Even if "it is [requested] to scrutinize with acute legalism the propriety or relevance of the subject of inquiry of a witness" before a Grand Jury ( People v. "John Doe" [ Byk], supra, p. 326), we hold that the questions asked were legal and proper. They were probative of the investigation. They were asked in order to obtain evidence which would have an effective influence and would logically tend to prove or disprove the existence of the crimes under investigation. We except from this determination only the question put to McAdoo, which is the basis of the first count of the information filed against him. That question is not legal and proper by reason of its ambiguity.
4. Failure to advise the defendants of the purpose of the Grand Jury investigation precludes a prosecution for contempt.

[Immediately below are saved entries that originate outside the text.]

use std::sync::Arc;

use serde_json::Value;

use super::StepOutputs;
use crate::broker::HumanSignalBroker;
use crate::collab::Collaborators;
use crate::config::{FeatureFlags, PipelineSection};
use crate::db::DbHandle;
use crate::models::{RunRecord, WorkItem};
use crate::status::{StatusTable, StatusWriter};

/// Long-lived dependencies shared by every run, built once at the
/// composition root.
pub struct Services {
    pub db: DbHandle,
    pub table: Arc<StatusTable>,
    pub status: StatusWriter,
    pub collab: Collaborators,
    pub broker: HumanSignalBroker,
    pub flags: FeatureFlags,
    pub pipeline: PipelineSection,
}

/// Everything one step execution can see.
pub struct StepContext {
    pub run: RunRecord,
    pub item: WorkItem,
    pub step_name: String,
    /// Result of the step's input transform.
    pub input: Value,
    pub outputs: StepOutputs,
    pub services: Arc<Services>,
}
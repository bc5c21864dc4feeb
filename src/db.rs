use std::path::Path;
use std::str::FromStr;
use std::sync::Arc;

use anyhow::{Context, Result};
use chrono::{DateTime, Utc};
use rusqlite::{Connection, ErrorCode, OptionalExtension, Row, params};

use crate::errors::StoreError;
use crate::models::*;
use crate::status::Phase;

/// Async-safe handle to the flow database.
///
/// Wraps `FlowDb` behind `Arc<Mutex>` and runs all access on tokio's
/// blocking thread pool via `spawn_blocking`, so synchronous SQLite I/O never
/// ties up async worker threads. Every closure runs under the same mutex,
/// which makes each `call` atomic with respect to other writers.
#[derive(Clone)]
pub struct DbHandle {
    inner: Arc<std::sync::Mutex<FlowDb>>,
}

impl DbHandle {
    pub fn new(db: FlowDb) -> Self {
        Self {
            inner: Arc::new(std::sync::Mutex::new(db)),
        }
    }

    /// Open the database at `path`, creating parent directories as needed.
    pub fn open(path: &Path) -> Result<Self> {
        if let Some(parent) = path.parent()
            && !parent.as_os_str().is_empty()
        {
            std::fs::create_dir_all(parent).context("Failed to create database directory")?;
        }
        Ok(Self::new(FlowDb::new(path)?))
    }

    pub fn in_memory() -> Result<Self> {
        Ok(Self::new(FlowDb::new_in_memory()?))
    }

    /// Run a closure with access to the database on a blocking thread.
    /// All data passed into `f` must be owned (`'static`).
    pub async fn call<F, R>(&self, f: F) -> Result<R>
    where
        F: FnOnce(&FlowDb) -> Result<R> + Send + 'static,
        R: Send + 'static,
    {
        let db = self.inner.clone();
        tokio::task::spawn_blocking(move || {
            let guard = db.lock().map_err(|_| StoreError::LockPoisoned)?;
            f(&guard)
        })
        .await
        .context("DB task panicked")?
    }

    /// Acquire the database mutex synchronously. Only for CLI inspection
    /// commands and tests; never call from a hot async path.
    pub fn lock_sync(&self) -> Result<std::sync::MutexGuard<'_, FlowDb>> {
        self.inner
            .lock()
            .map_err(|_| anyhow::Error::from(StoreError::LockPoisoned))
    }
}

pub struct FlowDb {
    conn: Connection,
}
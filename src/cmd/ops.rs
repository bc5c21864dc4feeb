//! Operator commands: `forgeflow replay`, `forgeflow cancel`, `forgeflow sweep`.

use std::path::Path;
use std::time::Duration;

use anyhow::{Context, Result, bail};
use chrono::Utc;
use forgeflow::router::RouteOutcome;

use super::{load_config, open_engine};

/// Route one recorded event through a local engine. Without `wait` the
/// process exits right after routing; a started run stays `running` in the
/// store and is picked up by the next `serve`.
pub async fn cmd_replay(config_path: &Path, event: &Path, wait: bool, timeout_secs: u64) -> Result<()> {
    let raw = std::fs::read(event).with_context(|| format!("Failed to read event file {}", event.display()))?;
    let config = load_config(config_path)?;
    let mut engine = open_engine(&config)?;
    let handles = engine.start(false).await?;

    let outcome = engine.router.route_raw(&raw).await?;
    println!("{}", serde_json::to_string_pretty(&outcome)?);

    if wait && let RouteOutcome::Started { run_id, .. } = &outcome {
        let settled = engine
            .runtime
            .wait_settled(run_id, Duration::from_secs(timeout_secs))
            .await?;
        match settled {
            Some(run) => println!(
                "run {} is {}{}",
                run.id,
                run.state.as_str(),
                run.error.map(|e| format!(": {}", e)).unwrap_or_default()
            ),
            None => println!("run {} disappeared", run_id),
        }
    }

    for handle in handles {
        handle.abort();
    }
    Ok(())
}

pub async fn cmd_cancel(config_path: &Path, run_id: &str) -> Result<()> {
    let config = load_config(config_path)?;
    let engine = open_engine(&config)?;

    let id = run_id.to_string();
    let Some(run) = engine.services.db.call(move |db| db.get_run(&id)).await? else {
        bail!("Run {} not found", run_id);
    };
    if engine.runtime.cancel(run_id).await? {
        println!("Cancelled run {}", run_id);
    } else {
        println!("Run {} is already {}", run_id, run.state.as_str());
    }
    Ok(())
}

/// Expire overdue questions. Their runs resume on the next `serve`.
pub async fn cmd_sweep(config_path: &Path) -> Result<()> {
    let config = load_config(config_path)?;
    let engine = open_engine(&config)?;

    let expired = engine.services.broker.expire_overdue(Utc::now()).await?;
    if expired.is_empty() {
        println!("No overdue questions.");
    } else {
        for q in &expired {
            println!("expired {} (run {}, step {})", q.id, q.run_id, q.step_name);
        }
        println!("{} question(s) expired", expired.len());
    }
    Ok(())
}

We find no authority for this contention. The cases hold to the contrary ( United States v. McGovern, supra; People v. "John Doe" [ Byk], supra). The authorities cited by defendants are not applicable ( Watkins v. United States, 354 U.S. 178; Deutch v. United States, 367 U.S. 456; Russell v. United States, 369 U.S. 749).
These cases deal with Congressional investigating committees authorized under a Federal statute (U.S. Code, tit. 2, § 192) by which, Congressional jurisdiction of an inquiry, disclosure of the subject matter of the inquiry and pertinency of the questions to such subject matter are specifically required.
The case of Malloy v. Hogan ( 378 U.S. 1), also cited, is likewise not in point. Malloy who appeared as a witness in a statutory inquiry had not received full immunity ( Hoffman v. United States, 341 U.S. 479; People ex rel. Taylor v. Forbes, 143 N.Y. 219).
It must be borne in mind that Grand Jury inquiries are secret (Code Crim. Pro., § 258). This secrecy has been zealously guarded both at common law and under statutes ( People v. Dunbar Contr. Co., 82 Misc. 174). There are cogent reasons behind this policy of secrecy. They are aimed at preventing an accused from escaping before he is indicted, from tampering with witnesses, and protecting an accused person who is not indicted, from unwarranted exposure (8 Wigmore, Evidence [3d ed.], § 2360).
To compel a Grand Jury to divulge the purpose of its investigation to a witness who incidentally is not sworn to secrecy ( People v. Naughton, 38 How. Prac. 430), would defeat this policy and render nugatory many Grand Jury investigations.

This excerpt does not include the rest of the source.